Andrea e Vincenzo Tusa, i figli dell’archeologo ed ex assessore regionale siciliano ai Beni culturali Sebastiano Tusa, morto il 10 marzo 2019 nel disastro aereo di Addis Abeba, hanno deciso di non arrendersi e proseguire la causa nei confronti della Boeing. Tutto questo nonostante l’accordo raggiunto dal colosso americano con il dipartimento della Giustizia degli Stati Uniti: pagare una multa da 2,51 miliardi di dollari per evitare conseguenze penali per i due schianti dei 737 Max in Etiopia e in Indonesia che sarebbero stati causati da difetti di fabbrica.
“Subito dopo il disastro – dice in un’intervista all’edizione locale di Repubblica Andrea Tusa – abbiamo depositato una causa civile a Chicago. La vicenda penale non inciderà sulla nostra causa. Noi andremo avanti. Da una parte – prosegue Tusa junior – io e mio fratello siamo contenti che siano emerse le responsabilità di Boeing, anche molto gravi, rispetto al malfunzionamento degli aerei e all’insabbiamento dei casi. Dall’altro, però, speravamo in una condanna, non in una mediazione di questo genere”.

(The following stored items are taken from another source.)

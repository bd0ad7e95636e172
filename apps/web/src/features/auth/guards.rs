//! Route guards. Both components defer to `loan_core::resolve` so the rules
//! for protected, public and unknown paths live in one place.

use crate::components::Spinner;
use crate::features::auth::state::use_auth;
use leptos::prelude::*;
use leptos_router::{
    NavigateOptions,
    hooks::{use_location, use_navigate},
};
use loan_core::{Navigation, resolve};
use tracing::debug;

/// Renders its children only while the current location resolves to
/// `Render`; otherwise replaces the location with the redirect target.
#[component]
pub fn RequireAuth(children: ChildrenFn) -> impl IntoView {
    let auth = use_auth();
    let location = use_location();
    let navigate = use_navigate();
    let navigation = Memo::new(move |_| resolve(&location.pathname.get(), &auth));

    Effect::new(move |_| {
        if let Navigation::Redirect(target) = navigation.get() {
            debug!(to = target.path(), "route guard redirect");
            navigate(
                target.path(),
                NavigateOptions {
                    replace: true,
                    ..Default::default()
                },
            );
        }
    });

    view! {
        <Show
            when=move || matches!(navigation.get(), Navigation::Render(_))
            fallback=|| view! { <div class="flex justify-center py-16"><Spinner /></div> }
        >
            {children()}
        </Show>
    }
}

/// Mounted at `/` and as the router fallback: always redirects to wherever
/// the current location resolves.
#[component]
pub fn ResolveRedirect() -> impl IntoView {
    let auth = use_auth();
    let location = use_location();
    let navigate = use_navigate();

    Effect::new(move |_| {
        let target = match resolve(&location.pathname.get(), &auth) {
            Navigation::Redirect(route) | Navigation::Render(route) => route,
        };
        navigate(
            target.path(),
            NavigateOptions {
                replace: true,
                ..Default::default()
            },
        );
    });
}
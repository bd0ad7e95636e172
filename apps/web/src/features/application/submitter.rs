//! Delivery of a validated loan application. Without an API base URL the
//! portal uses the mock service, which waits and then acknowledges with a
//! generated reference; with one, the application is posted as JSON.

use crate::app_lib::{AppConfig, clock, post_json};
use gloo_timers::future::TimeoutFuture;
use loan_core::{ApplicationSubmitter, LoanApplication, SubmissionReceipt, SubmitError};
use tracing::{debug, info};

const APPLICATIONS_PATH: &str = "/v1/applications";

/// Simulated service with a fixed delay. Never fails.
#[derive(Clone, Copy, Debug)]
pub struct MockSubmitter {
    pub delay_ms: u32,
}

impl ApplicationSubmitter for MockSubmitter {
    async fn submit(
        &self,
        application: &LoanApplication,
    ) -> Result<SubmissionReceipt, SubmitError> {
        debug!(?application, "mock submission");
        TimeoutFuture::new(self.delay_ms).await;
        let reference = format!("APP-{}", to_base36(clock::now_millis()));
        info!(%reference, "mock submission accepted");
        Ok(SubmissionReceipt { reference })
    }
}

/// Posts to `{api_base_url}/v1/applications` and expects a receipt back.
#[derive(Clone, Copy, Debug, Default)]
pub struct HttpSubmitter;

impl ApplicationSubmitter for HttpSubmitter {
    async fn submit(
        &self,
        application: &LoanApplication,
    ) -> Result<SubmissionReceipt, SubmitError> {
        post_json::<_, SubmissionReceipt>(APPLICATIONS_PATH, application)
            .await
            .map_err(SubmitError::from)
    }
}

/// The collaborator chosen from configuration.
#[derive(Clone, Copy, Debug)]
pub enum Submitter {
    Mock(MockSubmitter),
    Http(HttpSubmitter),
}

impl Submitter {
    pub fn from_config(config: &AppConfig) -> Self {
        if config.uses_remote_api() {
            Self::Http(HttpSubmitter)
        } else {
            Self::Mock(MockSubmitter {
                delay_ms: config.submit_delay_ms,
            })
        }
    }
}

impl ApplicationSubmitter for Submitter {
    async fn submit(
        &self,
        application: &LoanApplication,
    ) -> Result<SubmissionReceipt, SubmitError> {
        match self {
            Self::Mock(mock) => mock.submit(application).await,
            Self::Http(http) => http.submit(application).await,
        }
    }
}

fn to_base36(mut value: u64) -> String {
    const DIGITS: &[u8; 36] = b"0123456789ABCDEFGHIJKLMNOPQRSTUVWXYZ";
    let mut out = Vec::new();
    loop {
        out.push(DIGITS[(value % 36) as usize]);
        value /= 36;
        if value == 0 {
            break;
        }
    }
    out.reverse();
    String::from_utf8(out).unwrap_or_default()
}

#[cfg(test)]
mod tests {
    use super::{AppConfig, Submitter, to_base36};

    #[test]
    fn base36_references() {
        assert_eq!(to_base36(0), "0");
        assert_eq!(to_base36(35), "Z");
        assert_eq!(to_base36(36), "10");
    }

    #[test]
    fn mock_unless_an_api_is_configured() {
        let mut config = AppConfig {
            api_base_url: String::new(),
            submit_delay_ms: 5,
        };
        assert!(matches!(
            Submitter::from_config(&config),
            Submitter::Mock(mock) if mock.delay_ms == 5
        ));

        config.api_base_url = "https://api.payfee.sl".to_string();
        assert!(matches!(Submitter::from_config(&config), Submitter::Http(_)));
    }
}
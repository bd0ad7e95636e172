//! Labelled form controls with an inline error line.

use crate::app_lib::theme::Theme;
use leptos::prelude::*;
use loan_core::choices::Choice;

/// `(value, label)` pairs of a closed set, in display order.
pub fn options<T: Choice>() -> Vec<(&'static str, &'static str)> {
    T::all()
        .iter()
        .map(|choice| (choice.value(), choice.label()))
        .collect()
}

#[component]
pub fn TextField(
    id: &'static str,
    #[prop(into)] label: String,
    #[prop(optional)] input_type: Option<&'static str>,
    #[prop(optional)] placeholder: Option<&'static str>,
    #[prop(optional)] autocomplete: Option<&'static str>,
    #[prop(into)] value: Signal<String>,
    #[prop(into)] error: Signal<Option<String>>,
    #[prop(optional, into, default = Signal::from(false))] disabled: Signal<bool>,
    #[prop(into)] on_input: Callback<String>,
) -> impl IntoView {
    let has_error = move || error.get().is_some();

    view! {
        <div>
            <label class=Theme::LABEL for=id>{label}</label>
            <input
                id=id
                type=input_type.unwrap_or("text")
                class=move || if has_error() { Theme::INPUT_INVALID } else { Theme::INPUT }
                placeholder=placeholder.unwrap_or_default()
                autocomplete=autocomplete.unwrap_or("off")
                aria-invalid=move || has_error().to_string()
                prop:value=move || value.get()
                disabled=move || disabled.get()
                on:input=move |event| on_input.run(event_target_value(&event))
            />
            {move || error.get().map(|message| view! { <p class=Theme::FIELD_ERROR>{message}</p> })}
        </div>
    }
}

#[component]
pub fn SelectField(
    id: &'static str,
    #[prop(into)] label: String,
    options: Vec<(&'static str, &'static str)>,
    #[prop(into)] value: Signal<String>,
    #[prop(into)] error: Signal<Option<String>>,
    #[prop(optional, into, default = Signal::from(false))] disabled: Signal<bool>,
    #[prop(into)] on_change: Callback<String>,
) -> impl IntoView {
    let has_error = move || error.get().is_some();
    let options = options
        .into_iter()
        .map(|(option_value, option_label)| {
            view! {
                <option value=option_value selected=move || value.get() == option_value>
                    {option_label}
                </option>
            }
        })
        .collect_view();

    view! {
        <div>
            <label class=Theme::LABEL for=id>{label}</label>
            <select
                id=id
                class=move || if has_error() { Theme::INPUT_INVALID } else { Theme::INPUT }
                aria-invalid=move || has_error().to_string()
                disabled=move || disabled.get()
                on:change=move |event| on_change.run(event_target_value(&event))
            >
                <option value="" selected=move || value.get().is_empty()>"Select..."</option>
                {options}
            </select>
            {move || error.get().map(|message| view! { <p class=Theme::FIELD_ERROR>{message}</p> })}
        </div>
    }
}

/// Labelled on/off switch.
#[component]
pub fn Toggle(
    id: &'static str,
    label: &'static str,
    #[prop(optional)] description: Option<&'static str>,
    #[prop(into)] checked: Signal<bool>,
    #[prop(into)] on_toggle: Callback<()>,
) -> impl IntoView {
    view! {
        <div class="flex items-center justify-between py-3">
            <div>
                <label class="text-sm font-medium text-gray-900 dark:text-white" for=id>
                    {label}
                </label>
                {description
                    .map(|text| {
                        view! { <p class="text-sm text-gray-500 dark:text-gray-400">{text}</p> }
                    })}
            </div>
            <input
                id=id
                type="checkbox"
                class="w-5 h-5 text-blue-600 bg-gray-100 border-gray-300 rounded focus:ring-blue-500 dark:bg-gray-700 dark:border-gray-600"
                prop:checked=move || checked.get()
                on:change=move |_| on_toggle.run(())
            />
        </div>
    }
}
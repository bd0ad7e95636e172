use crate::app_lib::theme::Theme;
use leptos::prelude::*;

/// Titled panel.
#[component]
pub fn Card(
    #[prop(into)] title: String,
    #[prop(optional, into)] description: Option<String>,
    children: Children,
) -> impl IntoView {
    view! {
        <section class=Theme::CARD>
            <header class="mb-4">
                <h2 class=Theme::CARD_TITLE>{title}</h2>
                {description
                    .map(|text| {
                        view! { <p class="mt-1 text-sm text-gray-500 dark:text-gray-400">{text}</p> }
                    })}
            </header>
            {children()}
        </section>
    }
}

/// Headline number on the dashboard.
#[component]
pub fn StatCard(
    icon: &'static str,
    label: &'static str,
    #[prop(into)] value: String,
    #[prop(optional, into)] detail: Option<String>,
) -> impl IntoView {
    view! {
        <div class=format!("{} group flex items-start gap-4", Theme::CARD)>
            <span class=format!("{} text-3xl", Theme::ICON)>{icon}</span>
            <div>
                <p class="text-sm text-gray-500 dark:text-gray-400">{label}</p>
                <p class="text-2xl font-bold text-gray-900 dark:text-white">{value}</p>
                {detail.map(|text| view! { <p class="text-xs text-gray-400">{text}</p> })}
            </div>
        </div>
    }
}
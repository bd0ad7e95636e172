//! Maps validated CLI arguments to the action the binary runs.

use crate::cli::{
    actions::{Action, server::Args},
    commands::{ARG_DIST, ARG_PORT},
};
use anyhow::{Context, Result};
use std::path::PathBuf;

/// Map validated CLI matches to a server action.
///
/// # Errors
/// Returns an error if required arguments are missing.
pub fn handler(matches: &clap::ArgMatches) -> Result<Action> {
    let port = matches.get_one::<u16>(ARG_PORT).copied().unwrap_or(8080);
    let dist = matches
        .get_one::<String>(ARG_DIST)
        .map(PathBuf::from)
        .context("missing required argument: --dist")?;

    Ok(Action::Server(Args { port, dist }))
}

#[cfg(test)]
mod tests {
    use super::*;

    #[test]
    fn server_action_from_args() {
        let matches = crate::cli::commands::new().get_matches_from(vec![
            "payfee",
            "-p",
            "9000",
            "--dist",
            "web/dist",
        ]);
        let Action::Server(args) = handler(&matches).unwrap();
        assert_eq!(args.port, 9000);
        assert_eq!(args.dist, PathBuf::from("web/dist"));
    }
}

Il volo con a bordo Tusa cadde poco dopo il decollo da Addis Abeba. L’incidente che costò la vita a lui e ad altre 156 persone fu causato dal cattivo funzionamento di un software di pilotaggio automatico: secondo le accuse, i piloti non erano stati formati adeguatamente per gestire questo difetto, che mandava l’aereo in picchiata inviando nel frattempo informazioni contraddittorie in cabina.